While that was true enough, Cole found little comfort in the thought.
The marshal had suspected the Gateses might be unwilling to rely solely upon Binnie’s ability with so much at stake. However, he had been completely wrong in his assumption over how the precautionary measures would be taken. That Calamity might be prevented from competing had occurred to him, but he had discounted the idea. There was so much interest in the contest that its postponement would create resentment and hostility which might not be restricted to the girl and her supporters.
On the other hand, Cole had considered the saloonkeeper and his wife might regard Wallace Siddons as better suited to their purpose despite—or perhaps because of—their insistence on having him act as referee. If he could be compelled by some means to conduct the affair with less than his usual scrupulous fairness, their ends could be achieved in a way which would prevent suspicion falling upon them.
Having drawn the conclusion, Cole had acted upon it in the only way possible. As Rymer was unable to supply assistance, needing every deputy to help control the town which was in a restless and excited mood as a result of the impending contest, he had been compelled reluctantly to keep only one of the possibilities under observation.
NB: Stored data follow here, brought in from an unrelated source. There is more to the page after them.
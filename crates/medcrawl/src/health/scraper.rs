use std::future::Future;
use std::path::PathBuf;
use std::time::Duration;

use super::KOREAN_INITIALS;
use super::parser::{ParseError, parse_medicine_table};
use super::types::{Medicine, SearchPayload};
use crate::client::{ClientConfig, HttpClient};
use crate::export::{CsvWriter, ExportError};
use crate::record::renumber;
use crate::utils::decode_korean;

pub const MEDICINE_LIST_FILE: &str = "medicine_list_health.csv";

const DEFAULT_PAGE_SIZE: u32 = 1000;
const DEFAULT_PAGE_DELAY: Duration = Duration::from_secs(10);
const DOWNLOAD_TIMEOUT: Duration = Duration::from_secs(60);

#[derive(Debug, thiserror::Error)]
pub enum ScraperError {
    #[error("HTTP request failed: {0}")]
    HttpError(#[from] reqwest::Error),
    #[error("Parse error: {0}")]
    ParseError(#[from] ParseError),
    #[error("Export error: {0}")]
    ExportError(#[from] ExportError),
}

/// Crawls the 약학정보원 detail search one Korean initial at a time.
#[derive(Debug, Clone)]
pub struct WebScraper {
    client: HttpClient,
    base_url: String,
    output_dir: PathBuf,
    page_size: u32,
    page_delay: Duration,
}

impl WebScraper {
    pub fn new() -> Result<Self, ScraperError> {
        Self::with_client_config(ClientConfig::default())
    }

    pub fn with_client_config(config: ClientConfig) -> Result<Self, ScraperError> {
        Ok(Self {
            client: HttpClient::new(config)?,
            base_url: super::BASE_URL.to_string(),
            output_dir: PathBuf::from(crate::DEFAULT_OUTPUT_DIR),
            page_size: DEFAULT_PAGE_SIZE,
            page_delay: DEFAULT_PAGE_DELAY,
        })
    }

    pub fn with_base_url(mut self, base_url: impl Into<String>) -> Self {
        self.base_url = base_url.into().trim_end_matches('/').to_string();
        self
    }

    pub fn with_output_dir(mut self, dir: impl Into<PathBuf>) -> Self {
        self.output_dir = dir.into();
        self
    }

    pub fn with_page_size(mut self, page_size: u32) -> Self {
        self.page_size = page_size;
        self
    }

    pub fn with_page_delay(mut self, delay: Duration) -> Self {
        self.page_delay = delay;
        self
    }

    pub fn csv_writer(&self) -> CsvWriter {
        CsvWriter::new(&self.output_dir, MEDICINE_LIST_FILE)
    }

    /// Fetches result page `page` for `initial`. Ids in the returned page start at 1.
    pub async fn fetch_page(&self, page: u32, initial: &str) -> Result<Vec<Medicine>, ScraperError> {
        let url = format!("{}/searchDrug/result_more.asp", self.base_url);
        let referer = format!("{}/searchDrug/search_detail.asp", self.base_url);
        let body = SearchPayload::for_initial(initial, page, self.page_size).to_urlencoded();

        log::info!("Fetching medicines for initial {} page {}...", initial, page);
        log::debug!("Payload: {body}");

        let bytes = self
            .client
            .post_form(&url, body, Some(&referer), Some(DOWNLOAD_TIMEOUT))
            .await?
            .bytes()
            .await
            .inspect_err(|e| log::error!("Decode error: {e:?}"))?;

        let html = decode_korean(&bytes);
        Ok(parse_medicine_table(&html, 1)?)
    }

    /// Walks every initial until each returns an empty page.
    pub async fn fetch_all(&self) -> Result<Vec<Medicine>, ScraperError> {
        crawl_initials(&KOREAN_INITIALS, self.page_delay, |page, initial| {
            self.fetch_page(page, initial)
        })
        .await
    }

    /// Crawls everything and writes the `id,name` CSV.
    pub async fn medicines(&self) -> Result<Vec<Medicine>, ScraperError> {
        let medicines = self.fetch_all().await?;
        self.csv_writer().save(&medicines)?;
        Ok(medicines)
    }
}

pub(crate) async fn crawl_initials<F, Fut, E>(
    initials: &[&'static str],
    page_delay: Duration,
    mut fetch_page: F,
) -> Result<Vec<Medicine>, E>
where
    F: FnMut(u32, &'static str) -> Fut,
    Fut: Future<Output = Result<Vec<Medicine>, E>>,
{
    let mut medicines = Vec::new();
    let mut first_request = true;

    for &initial in initials {
        let mut page = 1;
        loop {
            if !first_request && !page_delay.is_zero() {
                tokio::time::sleep(page_delay).await;
            }
            first_request = false;

            let rows = fetch_page(page, initial).await?;
            if rows.is_empty() {
                log::info!("Initial {} exhausted after {} page(s)", initial, page - 1);
                break;
            }

            log::info!("Initial {} page {}: {} row(s)", initial, page, rows.len());
            medicines.extend(rows);
            page += 1;
        }
    }

    renumber(&mut medicines);
    log::info!("Collected {} medicine(s) in total", medicines.len());
    Ok(medicines)
}
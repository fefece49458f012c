use std::path::{Path, PathBuf};

use crate::record::Record;

#[derive(Debug, thiserror::Error)]
pub enum ExportError {
    #[error("Failed to write CSV: {0}")]
    Csv(#[from] csv::Error),
    #[error("File operation failed: {0}")]
    Io(#[from] std::io::Error),
}

/// Writes crawled records as UTF-8 CSV.
///
/// `save` produces the short export (`id` followed by the record's summary
/// columns, e.g. `id,name`) and `save_full` every field of the record.
#[derive(Debug, Clone)]
pub struct CsvWriter {
    output_path: PathBuf,
}

impl CsvWriter {
    pub fn new(output_dir: impl AsRef<Path>, filename: &str) -> Self {
        Self {
            output_path: output_dir.as_ref().join(filename),
        }
    }

    pub fn output_path(&self) -> &Path {
        &self.output_path
    }

    pub fn save<R: Record>(&self, records: &[R]) -> Result<PathBuf, ExportError> {
        let mut writer = self.open()?;

        let mut header = vec!["id"];
        header.extend_from_slice(R::SUMMARY_HEADERS);
        writer.write_record(&header)?;

        for (i, record) in records.iter().enumerate() {
            let mut row = vec![(i + 1).to_string()];
            row.extend(
                record
                    .summary()
                    .into_iter()
                    .map(|v| v.unwrap_or_default().to_string()),
            );
            writer.write_record(&row)?;
        }
        writer.flush()?;

        log::info!(
            "Saved {} {} record(s) to {}",
            records.len(),
            R::NAME,
            self.output_path.display()
        );
        Ok(self.output_path.clone())
    }

    pub fn save_full<R: Record>(&self, records: &[R]) -> Result<PathBuf, ExportError> {
        if records.is_empty() {
            log::warn!("No {} records to save", R::NAME);
            return Ok(self.output_path.clone());
        }

        let mut writer = self.open()?;
        for record in records {
            writer.serialize(record)?;
        }
        writer.flush()?;

        log::info!(
            "Saved {} {} record(s) (full) to {}",
            records.len(),
            R::NAME,
            self.output_path.display()
        );
        Ok(self.output_path.clone())
    }

    fn open(&self) -> Result<csv::Writer<std::fs::File>, ExportError> {
        if let Some(parent) = self.output_path.parent()
            && !parent.as_os_str().is_empty()
        {
            std::fs::create_dir_all(parent)?;
        }
        Ok(csv::Writer::from_path(&self.output_path)?)
    }
}
mod parser;
pub mod scraper;
pub mod types;

pub use parser::ParseError;
pub use scraper::{ScraperError, WebScraper};

pub(crate) const BASE_URL: &str = "https://www.health.kr";

/// Leading consonants the drug-name search is split by.
pub const KOREAN_INITIALS: [&str; 14] = [
    "ㄱ", "ㄴ", "ㄷ", "ㄹ", "ㅁ", "ㅂ", "ㅅ", "ㅇ", "ㅈ", "ㅊ", "ㅋ", "ㅌ", "ㅍ", "ㅎ",
];
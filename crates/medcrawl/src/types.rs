use std::{fmt::Display, str::FromStr};

use chrono::{DateTime, Local};
use serde::{Deserialize, Serialize};

#[derive(Debug, thiserror::Error)]
#[error("Invalid file type '{0}'. Accepted values: 'xls', 'xlsx', 'csv', 'zip'")]
pub struct FileTypeParseError(String);

#[derive(Debug, Clone, Copy, PartialEq, Eq, Serialize, Deserialize)]
#[serde(rename_all = "snake_case")]
pub enum FileType {
    Xls,
    Xlsx,
    Csv,
    Zip,
    Unknown,
}

impl FileType {
    pub fn detect(filename: &str) -> FileType {
        let lower = filename.to_lowercase();
        match lower.rsplit_once('.') {
            Some((_, ext)) => ext.parse().unwrap_or(FileType::Unknown),
            None => FileType::Unknown,
        }
    }

    pub fn is_spreadsheet(&self) -> bool {
        matches!(self, FileType::Xls | FileType::Xlsx)
    }
}

impl FromStr for FileType {
    type Err = FileTypeParseError;

    fn from_str(s: &str) -> Result<Self, Self::Err> {
        match s {
            "xls" => Ok(FileType::Xls),
            "xlsx" => Ok(FileType::Xlsx),
            "csv" => Ok(FileType::Csv),
            "zip" => Ok(FileType::Zip),
            _ => Err(FileTypeParseError(s.to_string())),
        }
    }
}

impl Display for FileType {
    fn fmt(&self, f: &mut std::fmt::Formatter<'_>) -> std::fmt::Result {
        match self {
            FileType::Xls => write!(f, "XLS"),
            FileType::Xlsx => write!(f, "XLSX"),
            FileType::Csv => write!(f, "CSV"),
            FileType::Zip => write!(f, "ZIP"),
            FileType::Unknown => write!(f, "unknown"),
        }
    }
}

/// A file fetched from one of the portals, kept in memory.
#[derive(Debug, Clone, PartialEq, Eq, Serialize, Deserialize)]
pub struct DownloadFile {
    pub filename: String,
    #[serde(skip)]
    pub content: Vec<u8>,
    pub file_type: FileType,
    pub downloaded_at: DateTime<Local>,
}

impl DownloadFile {
    pub fn new(filename: impl Into<String>, content: Vec<u8>) -> Self {
        let filename = filename.into();
        Self {
            file_type: FileType::detect(&filename),
            filename,
            content,
            downloaded_at: Local::now(),
        }
    }

    pub fn size(&self) -> usize {
        self.content.len()
    }

    pub fn size_kb(&self) -> f64 {
        self.size() as f64 / 1024.0
    }

    pub fn size_mb(&self) -> f64 {
        self.size() as f64 / (1024.0 * 1024.0)
    }
}

impl Display for DownloadFile {
    fn fmt(&self, f: &mut std::fmt::Formatter<'_>) -> std::fmt::Result {
        write!(
            f,
            "{} [{}] {:.1} KB",
            self.filename,
            self.file_type,
            self.size_kb()
        )
    }
}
Events had proved the wrong person was selected!
‘I still reckon me ’n’ you should go down there, Massa Cole,’ Matilda insisted, folding a large black fist and shaking it in a gesture of grim determination. ‘We—!’
‘Even if there was time, the end result might make things worse instead of better,’ Agnes warned. ‘The Gateses and Kretzmer would claim you’re trying to shield Calamity, who’s turned yellow and is either hiding, or has run away.’
‘Don’t say we’s just going to sit on our butts ’n’ let ’em get away with it?’ the maid almost yelped, but was prevented from continuing by a knock on the door.
‘I’ve got the hosses, Cole,’ Marshal Grover Rymer announced, on being admitted by the indignant black woman.
‘Bueno,’ the solemn-faced man replied, then gave his hostess and her maid an apologetic smile. ‘We figured that Gates would try to head us in the wrong direction from where they’ve got Calam hid out. So, remembering there’s an empty cabin down along Crow Creek a ways and having noticed Mrs. Gate’s buckboard’s not where it’s usually kept, we reckoned’s how we’d drift along there to see what’s doing.’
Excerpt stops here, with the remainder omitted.